Let's discuss the kids, and that's what they are. The ringleader is the terrifying thug Brett (O'Connell), who is volatile, controlling and violent. Everything that goes on is his idea. He has a few other boys with him, some look no older than 12, and a witless girlfriend Paige, who is ordered to film the gang's atrocities on her phone. Brett literally forces these children to inflict violence on the couple, and when things don't go his way, the most effective, yet vile and haunting moment in the movie takes place. Another child, a very young boy named Adam, who looks about ten or eleven, is roped into the proceedings, and when Jenny narrowly escapes her death and runs for the hills, Brett hangs a petrol-soaked tyre around the child's neck and sets his head on fire. This image haunted me for years after I first saw this movie, and it was with it in mind that I approached a rewatching with caution. But it is exactly what it should be: it is the crucifix in The Exorcist, it is the eyeball in Hostel... for a serious movie (and I say this to exclude any ceaseless exploitation fests that are lesser works) to reach its full impact, it has to dare to make its statement without any sugar coating. If we are to fear for society, for our children, on the message we take from watching this movie, we have to be given something to really fear. And here, we fear not demons or even evil adults, but twisted children. Brett's rage is boundless, he is wicked to the very core, and this we can be sure of, because of this single act.
Poor Steve has bled to death and been burned after being captured and tortured by the kids. It looks like Jenny might make it, now that she's managed to kill one of the kids, stolen a van and sped off towards town. But if the middle class heroes, or at least one of them, survived the ordeal, then the movie wouldn't be making its point. She unwittingly crashes the van in the garden of (here comes the Last House twist) Brett's parents' house. The family assist her at first, until they get a frantic call from Brett telling them what's happened, and they realise the van belongs to a family member. As is typical of these sorts of people, a gang of about half a dozen furious men arrive to avenge their thug kids, and Jenny is dispatched. But not before we see Brett appear, and get beaten like a puppy by his old man, and disappear to his room where he glares at himself lengthily in the mirror, as if in acknowledgement of his disease, but gutless self-absolution. He sees his own treatment, as many a PC social worker would, as justification for his own actions. He is not human enough to recognise his responsibility in breaking the cycle he knows all too well the effects of.

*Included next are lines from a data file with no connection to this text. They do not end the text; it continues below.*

//! Real-time engine task.
//!
//! One tokio task owns the [`Simulation`] and multiplexes three event
//! sources with `select!`:
//!
//! - a frame interval that runs one tick per period (missed frames are
//!   skipped, not replayed)
//! - an accrual interval on its own wall-clock period (missed periods are
//!   burst so every elapsed period credits once)
//! - a request channel for player commands and queries
//!
//! Each arm runs to completion before the next is polled, so ticks,
//! commands and accruals never interleave. A fresh [`Snapshot`] is
//! published on a watch channel whenever state changes.

use std::time::Duration;

use siege_core::commands::{Command, CommandOutcome};
use siege_core::error::GameError;
use siege_core::simulation::Simulation;
use siege_core::snapshot::Snapshot;
use tokio::sync::{mpsc, oneshot, watch};
use tokio::task::JoinHandle;
use tokio::time::{self, Instant, MissedTickBehavior};

use crate::error::HeadlessError;

/// Pending requests buffered before senders wait.
const REQUEST_BUFFER: usize = 64;

/// Messages accepted by the engine task.
#[derive(Debug)]
pub enum EngineRequest {
    /// Apply a player command.
    Apply {
        command: Command,
        reply: oneshot::Sender<Result<CommandOutcome, GameError>>,
    },
    /// Report `(tick, state_hash)`.
    Hash { reply: oneshot::Sender<(u64, u64)> },
    /// Stop the loop and hand the simulation back.
    Shutdown,
}

/// Client side of a running engine.
#[derive(Debug)]
pub struct EngineHandle {
    requests: mpsc::Sender<EngineRequest>,
    snapshots: watch::Receiver<Snapshot>,
    task: JoinHandle<Simulation>,
}

impl EngineHandle {
    /// Spawn the engine on the current runtime.
    ///
    /// `tick_rate` is frames per second; zero is treated as one.
    pub fn spawn(sim: Simulation, tick_rate: u32) -> Self {
        let (request_tx, request_rx) = mpsc::channel(REQUEST_BUFFER);
        let (snapshot_tx, snapshot_rx) = watch::channel(sim.snapshot());
        let frame_period = Duration::from_secs(1) / tick_rate.max(1);

        let task = tokio::spawn(run_engine(sim, frame_period, request_rx, snapshot_tx));

        Self {
            requests: request_tx,
            snapshots: snapshot_rx,
            task,
        }
    }

    /// Apply a command and wait for its outcome.
    pub async fn apply(&self, command: Command) -> Result<CommandOutcome, HeadlessError> {
        let (reply, outcome) = oneshot::channel();
        self.send(EngineRequest::Apply { command, reply }).await?;
        let outcome = outcome.await.map_err(|_| HeadlessError::EngineStopped)?;
        Ok(outcome?)
    }

    /// Current `(tick, state_hash)`.
    pub async fn hash(&self) -> Result<(u64, u64), HeadlessError> {
        let (reply, result) = oneshot::channel();
        self.send(EngineRequest::Hash { reply }).await?;
        result.await.map_err(|_| HeadlessError::EngineStopped)
    }

    /// Latest published snapshot.
    pub fn snapshot(&self) -> Snapshot {
        self.snapshots.borrow().clone()
    }

    /// Receiver that observes every published snapshot.
    pub fn subscribe(&self) -> watch::Receiver<Snapshot> {
        self.snapshots.clone()
    }

    /// Stop the engine and return the final simulation.
    pub async fn shutdown(self) -> Result<Simulation, HeadlessError> {
        // A closed channel means the loop already exited.
        let _ = self.requests.send(EngineRequest::Shutdown).await;
        Ok(self.task.await?)
    }

    async fn send(&self, request: EngineRequest) -> Result<(), HeadlessError> {
        self.requests
            .send(request)
            .await
            .map_err(|_| HeadlessError::EngineStopped)
    }
}

/// Engine main loop. Returns the simulation once shut down.
pub async fn run_engine(
    mut sim: Simulation,
    frame_period: Duration,
    mut requests: mpsc::Receiver<EngineRequest>,
    snapshots: watch::Sender<Snapshot>,
) -> Simulation {
    let mut frames = time::interval(frame_period);
    frames.set_missed_tick_behavior(MissedTickBehavior::Skip);

    let accrual_period = sim.clock().period();
    let mut accrual = time::interval_at(Instant::now() + accrual_period, accrual_period);
    accrual.set_missed_tick_behavior(MissedTickBehavior::Burst);

    tracing::info!(
        frame_ms = frame_period.as_millis() as u64,
        accrual_ms = accrual_period.as_millis() as u64,
        "Engine started"
    );

    loop {
        tokio::select! {
            _ = frames.tick() => {
                sim.tick();
                snapshots.send_replace(sim.snapshot());
            }
            _ = accrual.tick() => {
                sim.accrue_resources();
                snapshots.send_replace(sim.snapshot());
            }
            request = requests.recv() => match request {
                Some(EngineRequest::Apply { command, reply }) => {
                    let name = command.name();
                    let result = sim.apply(command);
                    // Publish first so the caller sees the new state on reply.
                    snapshots.send_replace(sim.snapshot());
                    if reply.send(result).is_err() {
                        tracing::debug!(command = name, "Requester went away before reply");
                    }
                }
                Some(EngineRequest::Hash { reply }) => {
                    if reply.send((sim.get_tick(), sim.state_hash())).is_err() {
                        tracing::debug!(command = "hash", "Requester went away before reply");
                    }
                }
                Some(EngineRequest::Shutdown) | None => break,
            },
        }
    }

    tracing::info!(tick = sim.get_tick(), "Engine stopped");
    sim
}

#[cfg(test)]
mod tests {
    use super::*;
    use siege_core::catalog::{StructureKind, UnitKind};
    use siege_core::math::Vec2Fixed;

    #[tokio::test(start_paused = true)]
    async fn test_accrual_follows_wall_clock() {
        let engine = EngineHandle::spawn(Simulation::new(), 60);
        engine
            .apply(Command::PlaceStructure {
                kind: StructureKind::GoldMine,
                position: Vec2Fixed::from_int(100, 100),
            })
            .await
            .unwrap();
        assert_eq!(engine.snapshot().gold, 800);

        time::sleep(Duration::from_millis(1999)).await;
        engine.hash().await.unwrap();
        assert_eq!(engine.snapshot().gold, 800);

        time::sleep(Duration::from_millis(4002)).await;
        engine.hash().await.unwrap();
        assert_eq!(engine.snapshot().gold, 815);

        let sim = engine.shutdown().await.unwrap();
        assert_eq!(sim.player().gold, 815);
    }

    #[tokio::test(start_paused = true)]
    async fn test_frames_advance_ticks() {
        let engine = EngineHandle::spawn(Simulation::new(), 60);
        time::sleep(Duration::from_secs(1)).await;
        let (tick, _) = engine.hash().await.unwrap();
        assert!((59..=62).contains(&tick), "tick was {tick}");
        engine.shutdown().await.unwrap();
    }

    #[tokio::test(start_paused = true)]
    async fn test_rejections_cross_the_channel() {
        let engine = EngineHandle::spawn(Simulation::new(), 60);
        let err = engine
            .apply(Command::DeployUnit(Vec2Fixed::ZERO))
            .await
            .unwrap_err();
        assert_eq!(err.kind(), "attack_mode_disabled");
        engine.shutdown().await.unwrap();
    }

    #[tokio::test(start_paused = true)]
    async fn test_abandoned_hash_request_keeps_engine_running() {
        let engine = EngineHandle::spawn(Simulation::new(), 60);
        let (reply, rx) = oneshot::channel();
        drop(rx);
        engine.send(EngineRequest::Hash { reply }).await.unwrap();

        let (tick, _) = engine.hash().await.unwrap();
        let sim = engine.shutdown().await.unwrap();
        assert!(sim.get_tick() >= tick);
    }

    #[tokio::test(start_paused = true)]
    async fn test_destroyed_structures_leave_the_snapshot() {
        let engine = EngineHandle::spawn(Simulation::new(), 60);
        engine
            .apply(Command::PlaceStructure {
                kind: StructureKind::Cannon,
                position: Vec2Fixed::from_int(40, 0),
            })
            .await
            .unwrap();
        engine
            .apply(Command::TrainUnit(UnitKind::Barbarian))
            .await
            .unwrap();
        engine.apply(Command::ToggleAttackMode).await.unwrap();
        engine
            .apply(Command::DeployUnit(Vec2Fixed::ZERO))
            .await
            .unwrap();
        assert_eq!(engine.snapshot().structures.len(), 1);

        // 34 hits of 15 at one per 30 ticks, 60 ticks per second.
        time::sleep(Duration::from_secs(20)).await;
        engine.hash().await.unwrap();
        assert!(engine.snapshot().structures.is_empty());
        engine.shutdown().await.unwrap();
    }

    #[tokio::test(start_paused = true)]
    async fn test_requests_after_shutdown_fail() {
        let engine = EngineHandle::spawn(Simulation::new(), 60);
        let requests = engine.requests.clone();
        engine.shutdown().await.unwrap();

        let (reply, _rx) = oneshot::channel();
        assert!(requests.send(EngineRequest::Hash { reply }).await.is_err());
    }
}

There is a primary and secondary message in all this. The first is that Britain is finally broken; no matter how the civilised reason and negotiate, they will be beaten down by senseless violence. The second is that violence is a cycle; the aggressor was formerly the victim of a senior aggressor, and has been conditioned into a mindset of violence. Eden Lake is terrifying because it is so true. It was met with some criticism over stereotyping of working class people, but as I have already addressed, the numbers of people like the children in this movie are on the rise, warranting a classing of their own. There is still, as ever, a perfectly peaceful, respectable working class out there who live honest and good lives. But in a country where Jeremy Kyle can make three shows a day for ten years and still find new people to appear, I concede that people can't really be blamed for drawing such conclusions.